All eyes, naturally, drift to Mbappe. The captain, the number 10, the symbol of this France. Yet there is a growing sense that this tournament might belong to someone else in blue.
Michael Olise has played himself into that conversation.
At Bayern Munich, he has stitched together back-to-back Bundesliga seasons with double figures in both goals and assists. Not empty numbers, either. In the Champions League, his output has matched the stage. His performance in Bayern’s 6-1 demolition of Atalanta in Bergamo stood out: two goals, one assist, and a display that radiated control and ruthlessness. He didn’t just influence the game; he owned it.
Olise is a devastating modern attacker. He creates, he finishes, he sustains his level. France’s final warm-up game against Northern Ireland underlined that point again, his hat-trick a reminder that he arrives in North America in full stride, not searching for rhythm. At 24, this feels like the hinge moment of his career – the season that can redefine his status at club level and elevate him into the inner circle of global stars with the national team.
Mbappe will draw the cameras. Olise might end up deciding the story.
Behind the headline acts, another name is quietly pushing forward: Maghnes Akliouche.
Deschamps brought him into the senior setup during qualifying, and the midfielder wasted no time leaving his mark. A goal against Azerbaijan, an assist against Iceland – small snapshots, but the kind that stick in a manager’s mind when tournament benches are being planned.
Akliouche comes from Monaco’s famed academy, a production line that has fed elite talent into Europe for decades. Last season he finally stepped out of the shadows, delivering seven goals and twelve assists across Ligue 1 and the Champions League. Those are not developmental numbers; they are the return of a player ready to impact big matches.
At 24, he is a right-sided attacking midfielder built for a 4-2-3-1, but his game stretches beyond that label. He can drift inside, dictate as a central playmaker, and crucially, he offers more than just neat touches and tricks.
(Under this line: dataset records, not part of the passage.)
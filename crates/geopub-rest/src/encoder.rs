//! JSON request bodies for the admin API.
//!
//! Each type serializes to the exact wrapper object GeoServer expects
//! (`{"workspace": {...}}`, `{"dataStore": {...}}`, ...).

use crate::rest_path;
use serde::Serialize;
use serde_json::{json, Value};

/// Which family of stores a store belongs to.
#[derive(Debug, Clone, Copy, PartialEq, Eq, Hash)]
pub enum StoreKind {
    DataStores,
    CoverageStores,
}

impl StoreKind {
    pub fn path_segment(self) -> &'static str {
        match self {
            StoreKind::DataStores => "datastores",
            StoreKind::CoverageStores => "coveragestores",
        }
    }
}

/// A store named for deletion. Carries no type-specific settings.
#[derive(Debug, Clone, PartialEq, Eq, Hash)]
pub struct StoreRef {
    pub kind: StoreKind,
    pub name: String,
}

impl StoreRef {
    pub fn data_store(name: &str) -> Self {
        Self {
            kind: StoreKind::DataStores,
            name: name.to_owned(),
        }
    }

    pub fn coverage_store(name: &str) -> Self {
        Self {
            kind: StoreKind::CoverageStores,
            name: name.to_owned(),
        }
    }

    /// Path of this store below `rest/`.
    pub fn path(&self, workspace: &str) -> String {
        rest_path(&["workspaces", workspace, self.kind.path_segment(), &self.name])
    }
}

pub fn workspace_body(name: &str) -> Value {
    json!({ "workspace": { "name": name } })
}

/// Creating a namespace also creates the workspace with the same prefix.
pub fn namespace_body(prefix: &str, uri: &str) -> Value {
    json!({ "namespace": { "prefix": prefix, "uri": uri } })
}

/// Connection settings of a PostGIS-backed data store.
///
/// The store name is not part of this value; callers choose it when the
/// store is created.
#[derive(Debug, Clone, PartialEq, Eq)]
pub struct PostGisDatastore {
    pub host: String,
    pub port: u16,
    pub user: String,
    pub password: String,
    pub database: String,
    pub schema: Option<String>,
    pub expose_primary_keys: bool,
}

impl PostGisDatastore {
    pub fn new(host: &str, password: &str, database: &str) -> Self {
        Self {
            host: host.to_owned(),
            port: 5432,
            user: "postgres".to_owned(),
            password: password.to_owned(),
            database: database.to_owned(),
            schema: None,
            expose_primary_keys: true,
        }
    }

    #[must_use]
    pub fn with_port(mut self, port: u16) -> Self {
        self.port = port;
        self
    }

    #[must_use]
    pub fn with_user(mut self, user: &str) -> Self {
        self.user = user.to_owned();
        self
    }

    #[must_use]
    pub fn with_schema(mut self, schema: &str) -> Self {
        self.schema = Some(schema.to_owned());
        self
    }

    /// `{"dataStore": ...}` body registering this connection as store `name`.
    pub fn to_body(&self, name: &str) -> Value {
        let mut entries = vec![
            entry("dbtype", "postgis"),
            entry("host", &self.host),
            entry("port", &self.port.to_string()),
            entry("user", &self.user),
            entry("passwd", &self.password),
            entry("database", &self.database),
            entry(
                "Expose primary keys",
                if self.expose_primary_keys {
                    "true"
                } else {
                    "false"
                },
            ),
        ];
        if let Some(ref schema) = self.schema {
            entries.push(entry("schema", schema));
        }
        json!({
            "dataStore": {
                "name": name,
                "type": "PostGIS",
                "enabled": true,
                "connectionParameters": { "entry": entries },
            }
        })
    }
}

fn entry(key: &str, value: &str) -> Value {
    json!({ "@key": key, "$": value })
}

/// Feature type published from an existing table.
#[derive(Debug, Clone, PartialEq, Eq, Serialize)]
#[serde(rename_all = "camelCase")]
pub struct FeatureTypeInfo {
    pub name: String,
    pub native_name: String,
    pub title: String,
    pub srs: String,
    pub projection_policy: String,
    pub enabled: bool,
}

impl FeatureTypeInfo {
    /// Name, native name and title all set to `table`.
    pub fn for_table(table: &str, srs: &str) -> Self {
        Self {
            name: table.to_owned(),
            native_name: table.to_owned(),
            title: table.to_owned(),
            srs: srs.to_owned(),
            projection_policy: "FORCE_DECLARED".to_owned(),
            enabled: true,
        }
    }

    pub fn to_body(&self) -> Value {
        json!({ "featureType": self })
    }
}

/// Body that only re-declares the SRS of an uploaded feature type.
pub fn srs_body(srs: &str) -> Value {
    json!({ "featureType": { "srs": srs, "projectionPolicy": "FORCE_DECLARED" } })
}

/// Publishing settings of a layer; currently only its default style.
#[derive(Debug, Clone, Default, PartialEq, Eq)]
pub struct LayerSettings {
    pub default_style: Option<String>,
}

impl LayerSettings {
    pub fn with_default_style(style: &str) -> Self {
        Self {
            default_style: Some(style.to_owned()),
        }
    }

    pub fn is_empty(&self) -> bool {
        self.default_style.is_none()
    }

    /// `{"layer": ...}` body. A qualified `ws:name` style is split so the
    /// server resolves it inside its workspace.
    pub fn to_body(&self) -> Value {
        let style = self.default_style.as_deref().map(|style| match style.split_once(':') {
            Some((workspace, name)) => json!({ "name": name, "workspace": workspace }),
            None => json!({ "name": style }),
        });
        match style {
            Some(style) => json!({ "layer": { "defaultStyle": style } }),
            None => json!({ "layer": {} }),
        }
    }
}

/// An ordered layer group. Earlier entries render below later ones.
#[derive(Debug, Clone, PartialEq, Eq)]
pub struct LayerGroupInfo {
    pub name: String,
    pub workspace: String,
    pub layers: Vec<String>,
}

impl LayerGroupInfo {
    pub fn new(workspace: &str, name: &str) -> Self {
        Self {
            name: name.to_owned(),
            workspace: workspace.to_owned(),
            layers: Vec::new(),
        }
    }

    pub fn add_layer(&mut self, qualified: &str) {
        self.layers.push(qualified.to_owned());
    }

    pub fn to_body(&self) -> Value {
        let published: Vec<Value> = self
            .layers
            .iter()
            .map(|layer| json!({ "@type": "layer", "name": layer }))
            .collect();
        json!({
            "layerGroup": {
                "name": self.name,
                "mode": "SINGLE",
                "workspace": { "name": self.workspace },
                "publishables": { "published": published },
            }
        })
    }
}

#[cfg(test)]
mod tests {
    use super::*;

    #[test]
    fn store_ref_paths() {
        assert_eq!(
            StoreRef::data_store("roads").path("topp"),
            "workspaces/topp/datastores/roads"
        );
        assert_eq!(
            StoreRef::coverage_store("dem").path("image"),
            "workspaces/image/coveragestores/dem"
        );
    }

    #[test]
    fn postgis_defaults() {
        let ds = PostGisDatastore::new("db.local", "secret", "gis");
        assert_eq!(ds.port, 5432);
        assert_eq!(ds.user, "postgres");
        assert!(ds.expose_primary_keys);
    }

    #[test]
    fn postgis_body_carries_store_name_and_params() {
        let body = PostGisDatastore::new("db.local", "secret", "gis")
            .with_port(5433)
            .with_schema("public")
            .to_body("parcels");
        assert_eq!(body["dataStore"]["name"], "parcels");
        let entries = body["dataStore"]["connectionParameters"]["entry"]
            .as_array()
            .unwrap();
        let lookup = |key: &str| {
            entries
                .iter()
                .find(|e| e["@key"] == key)
                .map(|e| e["$"].as_str().unwrap().to_owned())
        };
        assert_eq!(lookup("port").as_deref(), Some("5433"));
        assert_eq!(lookup("schema").as_deref(), Some("public"));
        assert_eq!(lookup("Expose primary keys").as_deref(), Some("true"));
    }

    #[test]
    fn feature_type_uses_table_name_everywhere() {
        let body = FeatureTypeInfo::for_table("parcels", "EPSG:4326").to_body();
        let ft = &body["featureType"];
        assert_eq!(ft["name"], "parcels");
        assert_eq!(ft["nativeName"], "parcels");
        assert_eq!(ft["title"], "parcels");
        assert_eq!(ft["srs"], "EPSG:4326");
    }

    #[test]
    fn layer_settings_split_qualified_style() {
        let body = LayerSettings::with_default_style("styles:roads").to_body();
        assert_eq!(body["layer"]["defaultStyle"]["name"], "roads");
        assert_eq!(body["layer"]["defaultStyle"]["workspace"], "styles");

        let body = LayerSettings::with_default_style("roads").to_body();
        assert!(body["layer"]["defaultStyle"].get("workspace").is_none());
    }

    #[test]
    fn layer_group_preserves_order() {
        let mut group = LayerGroupInfo::new("topp", "base");
        group.add_layer("topp:water");
        group.add_layer("topp:roads");
        group.add_layer("topp:labels");
        let body = group.to_body();
        let names: Vec<&str> = body["layerGroup"]["publishables"]["published"]
            .as_array()
            .unwrap()
            .iter()
            .map(|p| p["name"].as_str().unwrap())
            .collect();
        assert_eq!(names, vec!["topp:water", "topp:roads", "topp:labels"]);
    }
}
//! Raw transaction types.
//!
//! A [`TransactionRecord`] is what a block stores for every executed transaction: the order
//! exactly as the client submitted it, plus the metadata the partition attached while executing
//! it. The order is kept in its encoded form so that its hash can be recomputed byte for byte.

use crate::{PartitionId, TxHash, UnitId, sha256};
use alloy_primitives::Bytes;
use alloy_rlp::{Decodable, Encodable, RlpDecodable, RlpEncodable};
use serde::{Deserialize, Serialize};

/// The part of a transaction order that describes what should be executed.
#[derive(
    Debug, Clone, PartialEq, Eq, Default, Serialize, Deserialize, RlpEncodable, RlpDecodable,
)]
#[serde(rename_all = "camelCase")]
pub struct Payload {
    /// The partition the order is addressed to.
    pub partition_id: PartitionId,
    /// The unit the order operates on.
    pub unit_id: UnitId,
    /// The transaction type, interpreted by the partition.
    pub tx_type: u16,
    /// Type specific attributes.
    pub attributes: Bytes,
    /// Client supplied metadata (timeout, max fee, fee credit reference).
    pub client_metadata: Bytes,
}

/// A transaction order as submitted by a client.
#[derive(
    Debug, Clone, PartialEq, Eq, Default, Serialize, Deserialize, RlpEncodable, RlpDecodable,
)]
#[serde(rename_all = "camelCase")]
pub struct TransactionOrder {
    /// What to execute.
    pub payload: Payload,
    /// Proof that the owner of the unit authorized the order.
    pub auth_proof: Bytes,
    /// Proof that the fee payer authorized the fee.
    pub fee_proof: Bytes,
}

impl TransactionOrder {
    /// Decodes an order from its encoded form.
    pub fn decode_from(mut encoded: &[u8]) -> alloy_rlp::Result<Self> {
        let order = Self::decode(&mut encoded)?;
        if !encoded.is_empty() {
            return Err(alloy_rlp::Error::UnexpectedLength);
        }
        Ok(order)
    }

    /// Returns the encoded form of the order.
    pub fn encoded(&self) -> Bytes {
        alloy_rlp::encode(self).into()
    }
}

/// Metadata attached by the partition while executing a transaction.
#[derive(
    Debug, Clone, PartialEq, Eq, Default, Serialize, Deserialize, RlpEncodable, RlpDecodable,
)]
#[serde(rename_all = "camelCase")]
pub struct ServerMetadata {
    /// Fee charged for the execution.
    pub actual_fee: u64,
    /// Every unit modified by the execution.
    pub target_units: Vec<UnitId>,
    /// Execution outcome, `1` for success.
    pub success_indicator: u8,
    /// Partition specific execution details.
    pub processing_details: Bytes,
}

/// An executed transaction as stored in a block.
#[derive(
    Debug, Clone, PartialEq, Eq, Default, Serialize, Deserialize, RlpEncodable, RlpDecodable,
)]
#[serde(rename_all = "camelCase")]
pub struct TransactionRecord {
    /// The encoded [`TransactionOrder`].
    pub transaction_order: Bytes,
    /// Execution metadata.
    pub server_metadata: ServerMetadata,
}

impl TransactionRecord {
    /// Hash of the record form: the digest of the encoded record.
    pub fn record_hash(&self) -> TxHash {
        let mut buf = Vec::with_capacity(self.length());
        self.encode(&mut buf);
        sha256(buf)
    }

    /// Hash of the order form: the digest of the encoded order, as the client computed it.
    pub fn order_hash(&self) -> TxHash {
        sha256(&self.transaction_order)
    }

    /// Decodes the embedded [`TransactionOrder`].
    pub fn order(&self) -> alloy_rlp::Result<TransactionOrder> {
        TransactionOrder::decode_from(&self.transaction_order)
    }
}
Unlike the classic slight, low-contact winger, Akliouche brings a blend of physical presence and refined technique that feels tailor-made for the modern game, where duels matter as much as vision.
He probably will not see his name on the teamsheet when France line up for their opening match. That is not his role. His value lies in the moments when Deschamps turns to the bench, when a game has tightened and needs a different angle, a new tempo, a flash of invention. Akliouche has already shown he can change a match in a handful of actions.
France know what they are. A powerhouse with scars and medals, with firepower that can overwhelm anyone, with vulnerabilities that will invite hope from rivals. Deschamps knows this is his final shot. Mbappe knows the stage is built for him. Olise and Akliouche, from different starting points, know this summer could transform their careers.
The pieces are in place. The only question now is whether this era of Les Bleus ends with a coronation, or with the feeling that a great team left one last trophy on the table.